Allysa and Greg left the hospital empty-handed to plan a funeral and pick out their daughter’s first and last outfit. Greg said he could do those things alone, but Allysa insisted on taking part in planning.
“I wouldn’t get to buy her Christmas dresses, birthday dresses, a prom dress or a wedding dress,” she said. “This was the last outfit I would buy her – it was her forever outfit. I needed to pick it.”
Alyssa shares the truth about what having a stillborn child is really like
The guilt she felt on the day of her baby’s delivery still followed her from then on. She asked herself the “what if’s,” wondering if there was something she could have done and wondering what would have happened if she had gone to the doctor sooner.
Her guilt heart-wrenchingly deepened as her children had to mourn the loss of their baby sister.
“Guilt. Guilt. Guilt. Everyday,” she said. “Even though I know it’s irrational – the guilt is still there.”
Five months after the stillbirth, Allysa’s guilt now leaves her wondering whether she is not grieving enough or grieving too much.
Allysa receives support from her husband, family, a monthly support group and mothers on Instagram who are going through the same tragic trial. The support of those women is essential, she said.
Once a Bilello, always a Bilello
When she was pregnant with Everly, Allysa had visions of their life with four children, which she said she can’t erase from her mind.
“There will always be a 6-pound, 19.5-inch Everly-shaped hole in my heart,” she said. “I will always wonder what she would have been.”

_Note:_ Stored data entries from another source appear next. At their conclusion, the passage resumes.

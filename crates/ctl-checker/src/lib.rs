//! Fixed-point CTL model checking over finite Kripke structures.
//!
//! [`sat`] computes the set of states satisfying a formula; [`holds`]
//! checks the graph's initial state. See the `checker` module for the
//! evaluation algorithm and its edge cases (sink semantics for `EX`/`AX`/
//! `EG`, the least/greatest fixed-point iterations for `EU`/`EG`).

mod checker;
mod error;
mod state_set;

pub use checker::{holds, sat, sat_via_kernel, sorted};
pub use error::{CheckError, Result};
pub use state_set::StateSet;
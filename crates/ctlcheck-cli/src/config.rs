//! Defaults for `--seed`, `--max-steps`, and `--format`, overridable by an
//! optional `./ctlcheck.toml` in the current directory. A single
//! project-level file, not a dual user/project lookup, since this
//! binary's whole surface is a thin convenience over the scenario
//! catalog, not a tool with a per-user profile to maintain.
//!
//! CLI flags always win over the config file, which always wins over the
//! built-in defaults below.

use crate::cli::OutputFormat;
use serde::{Deserialize, Serialize};
use std::path::Path;

/// Default location the CLI looks for a config file, relative to the
/// current working directory.
pub const DEFAULT_CONFIG_PATH: &str = "ctlcheck.toml";

#[derive(Debug, Clone, PartialEq, Eq, Serialize, Deserialize)]
pub struct CliConfig {
    #[serde(default = "default_max_steps")]
    pub max_steps: u64,
    #[serde(default)]
    pub seed: u64,
    #[serde(default = "default_format")]
    pub format: OutputFormat,
}

fn default_max_steps() -> u64 {
    10_000
}

fn default_format() -> OutputFormat {
    OutputFormat::Text
}

impl Default for CliConfig {
    fn default() -> Self {
        Self {
            max_steps: default_max_steps(),
            seed: 0,
            format: default_format(),
        }
    }
}

impl CliConfig {
    /// Loads `./ctlcheck.toml`, or the built-in defaults if it doesn't
    /// exist. A present-but-unparseable file is an error; an absent one
    /// is not.
    pub fn load() -> anyhow::Result<Self> {
        Self::load_from(Path::new(DEFAULT_CONFIG_PATH))
    }

    pub fn load_from(path: &Path) -> anyhow::Result<Self> {
        if !path.exists() {
            tracing::debug!(path = %path.display(), "no config file found, using defaults");
            return Ok(Self::default());
        }
        let content = std::fs::read_to_string(path)?;
        let config: Self = toml::from_str(&content)?;
        tracing::debug!(path = %path.display(), "loaded config file");
        Ok(config)
    }
}
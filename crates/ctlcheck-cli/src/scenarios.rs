//! The stock scenario catalog: small hand-built Kripke structures and
//! actor worlds used by `scenario list|check|run`.

use ctl_formula::Formula;
use kripke_graph::Graph;
use std::cell::RefCell;
use std::rc::Rc;

use actor_sim::{Actor, Address, BlockedOn, Channel, ChannelOp, Step, World};

/// A named scenario together with the stock formula battery `scenario
/// check` evaluates against it.
pub struct Scenario {
    pub name: &'static str,
    pub description: &'static str,
}

pub const CATALOG: &[Scenario] = &[
    Scenario {
        name: "traffic-light",
        description: "Three-state cycle red -> green -> yellow -> red",
    },
    Scenario {
        name: "mutual-exclusion",
        description: "Two processes, a shared lock, AG of no double entry",
    },
    Scenario {
        name: "three-state-cycle",
        description: "Minimal cycle used to pin AF/EG fixed-point behavior",
    },
    Scenario {
        name: "sink",
        description: "A terminal state exercising AX/EG sink semantics",
    },
    Scenario {
        name: "producer-consumer",
        description: "Bounded-channel producer/consumer actor run",
    },
    Scenario {
        name: "deadlock",
        description: "Two actors each waiting on the other's empty channel",
    },
];

/// Builds the named Kripke-graph scenario plus its stock formula battery.
/// Returns `None` for actor-only scenarios (`producer-consumer`,
/// `deadlock`), which `scenario check` has no graph to evaluate against.
pub fn graph_scenario(name: &str) -> Option<(Graph, Vec<(&'static str, Formula)>)> {
    match name {
        "traffic-light" => Some(traffic_light()),
        "mutual-exclusion" => Some(mutual_exclusion()),
        "three-state-cycle" => Some(three_state_cycle()),
        "sink" => Some(sink()),
        _ => None,
    }
}

fn traffic_light() -> (Graph, Vec<(&'static str, Formula)>) {
    let mut g = Graph::new(0u32);
    g.add_transition(0u32, 1u32);
    g.add_transition(1u32, 2u32);
    g.add_transition(2u32, 0u32);
    g.add_label(0u32, "red");
    g.add_label(1u32, "green");
    g.add_label(2u32, "yellow");

    let battery = vec![
        ("AG (red -> AF green)", Formula::ap("red").implies(Formula::ap("green").af()).ag()),
        ("EF green", Formula::ap("green").ef()),
        ("AG EX true", Formula::tru().ex().ag()),
    ];
    (g, battery)
}

fn mutual_exclusion() -> (Graph, Vec<(&'static str, Formula)>) {
    // 8 states: (p1 in {idle, waiting, critical}) x (p2 in {idle, waiting,
    // critical}), pruned to the 8 reachable under a single shared lock.
    let mut g = Graph::new(0u32);
    let idle_idle = 0u32;
    let wait_idle = 1u32;
    let idle_wait = 2u32;
    let crit_idle = 3u32;
    let idle_crit = 4u32;
    let wait_wait = 5u32;
    let crit_wait = 6u32;
    let wait_crit = 7u32;

    g.add_transition(idle_idle, wait_idle);
    g.add_transition(idle_idle, idle_wait);
    g.add_transition(wait_idle, crit_idle);
    g.add_transition(wait_idle, wait_wait);
    g.add_transition(idle_wait, idle_crit);
    g.add_transition(idle_wait, wait_wait);
    g.add_transition(crit_idle, idle_idle);
    g.add_transition(idle_crit, idle_idle);
    g.add_transition(wait_wait, crit_wait);
    g.add_transition(wait_wait, wait_crit);
    g.add_transition(crit_wait, idle_wait);
    g.add_transition(wait_crit, wait_idle);

    g.add_label(crit_idle, "critical1");
    g.add_label(crit_wait, "critical1");
    g.add_label(idle_crit, "critical2");
    g.add_label(wait_crit, "critical2");

    let battery = vec![(
        "AG !(critical1 & critical2)",
        Formula::ap("critical1").and(Formula::ap("critical2")).not().ag(),
    )];
    (g, battery)
}

fn three_state_cycle() -> (Graph, Vec<(&'static str, Formula)>) {
    let mut g = Graph::new(0u32);
    g.add_transition(0u32, 1u32);
    g.add_transition(1u32, 2u32);
    g.add_transition(2u32, 0u32);
    g.add_label(1u32, "p");

    let battery = vec![
        ("AF p", Formula::ap("p").af()),
        ("EG p", Formula::ap("p").eg()),
        ("E[true U p]", Formula::tru().eu(Formula::ap("p"))),
    ];
    (g, battery)
}

fn sink() -> (Graph, Vec<(&'static str, Formula)>) {
    let mut g = Graph::new(0u32);
    g.add_transition(0u32, 1u32);
    // state 1 is a sink: no outgoing transitions.
    g.add_label(0u32, "p");
    g.add_label(1u32, "p");

    let battery = vec![
        ("EG p", Formula::ap("p").eg()),
        ("AX p", Formula::ap("p").ax()),
    ];
    (g, battery)
}

struct Producer {
    to: Address,
    remaining: Rc<RefCell<u32>>,
}

impl Actor for Producer {
    fn id(&self) -> &str {
        "producer"
    }

    fn ready(&self, _world: &World) -> Vec<Step> {
        if *self.remaining.borrow() == 0 {
            return vec![];
        }
        let remaining = self.remaining.clone();
        let n = *remaining.borrow();
        vec![Step::new(
            "producer",
            "produce",
            ChannelOp::Send {
                to: self.to.clone(),
                payload: serde_json::json!(n),
            },
            move |_w| *remaining.borrow_mut() -= 1,
        )]
    }

    fn snapshot(&self) -> serde_json::Value {
        serde_json::json!({"remaining": *self.remaining.borrow()})
    }

    fn clone_actor(&self) -> Box<dyn Actor> {
        Box::new(Producer {
            to: self.to.clone(),
            remaining: Rc::new(RefCell::new(*self.remaining.borrow())),
        })
    }
}

struct Consumer {
    from: Address,
    expected: u32,
    received: Rc<RefCell<u32>>,
}

impl Actor for Consumer {
    fn id(&self) -> &str {
        "consumer"
    }

    fn ready(&self, world: &World) -> Vec<Step> {
        if *self.received.borrow() >= self.expected
            || !world.channel(&self.from).map(|c| c.can_recv()).unwrap_or(false)
        {
            return vec![];
        }
        let received = self.received.clone();
        vec![Step::new(
            "consumer",
            "consume",
            ChannelOp::Recv { from: self.from.clone() },
            move |_w| *received.borrow_mut() += 1,
        )]
    }

    fn blocked_on(&self, _world: &World) -> Option<BlockedOn> {
        if *self.received.borrow() < self.expected {
            Some(BlockedOn::recv_empty("consumer"))
        } else {
            None
        }
    }

    fn snapshot(&self) -> serde_json::Value {
        serde_json::json!({"received": *self.received.borrow()})
    }

    fn clone_actor(&self) -> Box<dyn Actor> {
        Box::new(Consumer {
            from: self.from.clone(),
            expected: self.expected,
            received: Rc::new(RefCell::new(*self.received.borrow())),
        })
    }
}

struct StuckReceiver {
    id: String,
    peer_channel: Address,
}

impl Actor for StuckReceiver {
    fn id(&self) -> &str {
        &self.id
    }

    fn ready(&self, world: &World) -> Vec<Step> {
        if world.channel(&self.peer_channel).map(|c| c.can_recv()).unwrap_or(false) {
            vec![Step::new(
                self.id.clone(),
                "recv",
                ChannelOp::Recv { from: self.peer_channel.clone() },
                |_w| {},
            )]
        } else {
            vec![]
        }
    }

    fn blocked_on(&self, _world: &World) -> Option<BlockedOn> {
        Some(BlockedOn::recv_empty(self.id.clone()))
    }

    fn snapshot(&self) -> serde_json::Value {
        serde_json::json!({})
    }

    fn clone_actor(&self) -> Box<dyn Actor> {
        Box::new(StuckReceiver {
            id: self.id.clone(),
            peer_channel: self.peer_channel.clone(),
        })
    }
}

/// Builds the named actor-world scenario. Returns `None` for the
/// graph-only scenarios.
pub fn world_scenario(name: &str, seed: u64) -> Option<World> {
    match name {
        "producer-consumer" => {
            let inbox = Address::new("consumer", "inbox");
            let actors: Vec<Box<dyn Actor>> = vec![
                Box::new(Producer {
                    to: inbox.clone(),
                    remaining: Rc::new(RefCell::new(5)),
                }),
                Box::new(Consumer {
                    from: inbox.clone(),
                    expected: 5,
                    received: Rc::new(RefCell::new(0)),
                }),
            ];
            Some(World::new(actors, vec![Channel::new(inbox, 2)], seed))
        }
        "deadlock" => {
            let a_inbox = Address::new("a", "inbox");
            let b_inbox = Address::new("b", "inbox");
            let actors: Vec<Box<dyn Actor>> = vec![
                Box::new(StuckReceiver { id: "a".to_string(), peer_channel: b_inbox.clone() }),
                Box::new(StuckReceiver { id: "b".to_string(), peer_channel: a_inbox.clone() }),
            ];
            Some(World::new(actors, vec![Channel::new(a_inbox, 1), Channel::new(b_inbox, 1)], seed))
        }
        _ => None,
    }
}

The grieving mother keeps her daughter alive in her and her family’s hearts by keeping Everly in their memories. About five months following the stillbirth, Allysa put together a shadowbox. It was easy for her physically, she said, but was brutally exhausting for her emotionally.
Stories like Allysa’s are more common than people realize. Twenty-four thousand babies are stillborn each year in the United States. That’s ten times as many deaths as Sudden Infant Death Syndrome.
“I think about you every day,” Allysa said about her stillborn child. “I wish you were here.”
If you are a mother grieving for a lost child, remember you are not alone. We send our love and deepest condolences as you strive to find hope and peace in your future.